Re: Repository management

Andrew Gregory
In reply to this post by Allan McRae
On 05/09/17 at 10:54pm, Allan McRae wrote:

> Hi all,
>
> Every time I attempt to work on repo-add, I find it to be a very
> difficult endeavour.  Even though it is half the size of makepkg
> (without even including any of libmakepkg), it is much more convoluted
> to work on.
>
> We also have a weird repository database system.  We have:
> - .db dbs with package information, signatures and delta information
> - .files dbs that are the same as .db dbs but additionally include filelists
>
> There are two reasons the .files dbs replicate all information in the
> .db dbs
>  - .db and .files dbs getting out of sync could cause issues
>  - a complete database is useful for things like archweb, mostly to
> avoid the above
>
> I would also like to include information on source packages to these
> databases.  The files information is separate due to wanting our primary
> database to be small.  Likewise, source package information needs to be
> separate (the signatures take most of the size in the .db dbs, so adding
> source package signatures effectively doubles the size).
>
> So two points up for discussion:
>
>
> 1) Sync repository layout?  I don't see any point in leaving the tar
> based format, as reading of sync databases is not a bottleneck.  (The
> local db format can be a bottleneck, but that is a separate discussion...)
>
> Do we split the information in .db out of .files and add a .full db with
> complete information?  Then any .src db could follow suit and just have
> source package information.  How do we get around the out of sync issue
> (e.g., a package is removed from .db, but we have an old .files database
> with it).  Do we add timestamps, and print a warning on -F operations
> when the two are out of sync?
 
What about just not including the signature in the database?  Make the
inclusion of the signature optional and have pacman (or whatever
downloads the source package) also look for a corresponding .sig file
if it's not in the db.  pacman -U already looks for a .sig file when
downloading a package and you have a feature request to download .sig
files even with -S, so code-wise this seems like a pretty clean
solution. Then you can include the source information right in the
primary DB and Arch's devtools can opt to omit the signature from the
db.
 
> 2) Do we need a better (read "more easily maintainable") tool for
> handling database generation and updates?  libalpm already can read in
> information package files, so we could add libalpm/db_write.c with the
> database creation functions.   Should we unify our repo format with our
> local database format which we already write?

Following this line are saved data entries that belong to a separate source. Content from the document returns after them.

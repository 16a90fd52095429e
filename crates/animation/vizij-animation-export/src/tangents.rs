//! Hermite tangents for cubic spline samplers, derived from Bezier handles.
//!
//! A Bezier segment whose handles sit on the segment thirds is the Hermite segment
//! with tangents `3 (handle - value) / dt`. The first in-tangent and the last
//! out-tangent are clamped to zero.

use crate::curve::ControlPoint;
use crate::data::ChannelGroup;
use crate::error::{ExportError, Result};

/// In/out tangents of one keyframe, each of the group's arity.
#[derive(Clone, Debug, PartialEq)]
pub struct Tangents {
    pub in_tangent: Vec<f32>,
    pub out_tangent: Vec<f32>,
}

/// Tangents at keyframe `index`, given every keyframe time in seconds.
///
/// Channels must hold a control point at `index`; components no channel drives
/// stay zero.
pub fn synthesize_tangents(group: &ChannelGroup, times: &[f64], index: usize) -> Result<Tangents> {
    let n = times.len();
    if index >= n {
        return Err(ExportError::missing_data(
            group.id(),
            format!("no keyframe {index} among {n}"),
        ));
    }

    let in_tangent = if index == 0 {
        vec![0.0; group.arity()]
    } else {
        let dt = time_delta(group, times, index - 1)?;
        group.try_scatter(|channel| {
            let p = point_at(group, channel.control_points(), channel.component_index, index)?;
            Ok((3.0 * (p.value as f64 - p.left_handle.value as f64) / dt) as f32)
        })?
    };

    let out_tangent = if index + 1 == n {
        vec![0.0; group.arity()]
    } else {
        let dt = time_delta(group, times, index)?;
        group.try_scatter(|channel| {
            let p = point_at(group, channel.control_points(), channel.component_index, index)?;
            Ok((3.0 * (p.right_handle.value as f64 - p.value as f64) / dt) as f32)
        })?
    };

    Ok(Tangents {
        in_tangent,
        out_tangent,
    })
}

/// `times[i + 1] - times[i]`, which must be positive and finite.
fn time_delta(group: &ChannelGroup, times: &[f64], i: usize) -> Result<f64> {
    let dt = times[i + 1] - times[i];
    if dt.is_finite() && dt > 0.0 {
        Ok(dt)
    } else {
        Err(ExportError::invalid_domain(
            group.id(),
            format!(
                "keyframes {i} and {} are not strictly increasing ({} -> {})",
                i + 1,
                times[i],
                times[i + 1]
            ),
        ))
    }
}

fn point_at<'a>(
    group: &ChannelGroup,
    points: &'a [ControlPoint],
    component: usize,
    index: usize,
) -> Result<&'a ControlPoint> {
    points.get(index).ok_or_else(|| {
        ExportError::missing_data(
            group.id(),
            format!("channel {component} has no control point {index}"),
        )
    })
}

#[cfg(test)]
mod tests {
    use super::*;
    use crate::curve::{CurveInterpolation, Handle, KeyframeCurve};
    use crate::data::Channel;
    use crate::ids::GroupId;

    fn bezier(time: f64, value: f32, left: f32, right: f32) -> ControlPoint {
        ControlPoint::new(time, value, CurveInterpolation::Bezier).with_handles(
            Handle { time: time - 1.0, value: left },
            Handle { time: time + 1.0, value: right },
        )
    }

    #[test]
    fn interior_tangents_scale_handle_offsets() {
        let curve = KeyframeCurve::new(vec![
            bezier(0.0, 0.0, -1.0, 1.0),
            bezier(2.0, 4.0, 3.0, 6.0),
            bezier(3.0, 5.0, 5.0, 5.0),
        ]);
        let group = ChannelGroup::new(GroupId(0), "value", vec![Channel::new(0, curve)]).unwrap();
        let times = [0.0, 2.0, 3.0];

        let t = synthesize_tangents(&group, &times, 1).unwrap();
        // in: 3 * (4 - 3) / 2, out: 3 * (6 - 4) / 1
        assert_eq!(t.in_tangent, vec![1.5]);
        assert_eq!(t.out_tangent, vec![6.0]);
    }

    #[test]
    fn zero_delta_is_an_invalid_domain() {
        let curve =
            KeyframeCurve::new(vec![bezier(1.0, 0.0, 0.0, 1.0), bezier(1.0, 1.0, 0.0, 1.0)]);
        let group = ChannelGroup::new(GroupId(9), "value", vec![Channel::new(0, curve)]).unwrap();
        let err = synthesize_tangents(&group, &[1.0, 1.0], 0).unwrap_err();
        assert!(matches!(err, ExportError::InvalidDomain { group: GroupId(9), .. }));
    }
}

I would love to see us drop the ini-style .PKGINFO format, if that's
what you mean.  Even without adding a database writer to libalpm,
having two formats for the exact same data is unnecessary and leads to
inconsistencies between the two.

apg
Reply | Threaded
Open this post in threaded view
|  
Report Content as Inappropriate

Re: Repository management

xyne
In reply to this post by Allan McRae
On 2017-05-09 22:54 +1000
Allan McRae wrote:

>I am looking for ideas here.  Please brainstorm to your hearts content.

Ok :)


>So two points up for discussion:
>
>
>1) Sync repository layout?  I don't see any point in leaving the tar
>based format, as reading of sync databases is not a bottleneck.  (The
>local db format can be a bottleneck, but that is a separate discussion...)
>
>Do we split the information in .db out of .files and add a .full db with
>complete information?  Then any .src db could follow suit and just have
>source package information.  How do we get around the out of sync issue
>(e.g., a package is removed from .db, but we have an old .files database
>with it).  Do we add timestamps, and print a warning on -F operations
>when the two are out of sync?

Add a timestamp inside each database (*.db, *.files, *.src). When pacman
downloads a database, instead of saving it as <repo>.<ext> and squashing the
previous database, save it as <repo>-<timestamp>.<ext>. Each refresh operation
(pacman -Sy, pacman -Fy) is associated with a particular database (*.db and
*.files, respectively). Create an untimestamped symlink to that database, e.g.

$ pacman -Sy...
# retrieve <repo>.db and save as <repo>-<timestamp_1>.db
# ln -s <repo>-<timestamp_1>.db <repo>.db

$ pacman -Fy...
# retrieve <repo>.db and save as <repo>-<timestamp_2>.db
# retrieve <repo>.files and save as <repo>-<timestamp_2>.files
# ln -s <repo>-<timestamp_2>.files <repo>.files

# something similar for *.src files

For operations that only involve the current <repo>.db files, no change is
needed for loading the database.

For loading <repo>.files, you will need to dereference <repo>.files first,
grab <timestamp_2> from <repo>-<timestamp_2>.files in the example above, and
then use it to load <repo>-<timestamp_2>.db instead of <repo>.db. Same method
for *.src files.

For cleanup of the timestamped files, collect the valid timestamps from the
untimestamped symlinks and then remove anything that doesn't match them. This
should probably be done with each database refresh. Maybe you can use the same
function that you use to clean up the package cache with -Sc while leaving
installed packages.

Obviously there will be some redundancy in the up to 3 copies of
<repo>-<timestamp>.db but I think that's better than e.g. breaking pkgfile
searches after an upgrade.

With this approach you could also download the latest version of the sync
databases as <repo>-<timestamp>.db without symlinking <repo>.db to it, and then
use that to query upgradable packages and other info from the mirror.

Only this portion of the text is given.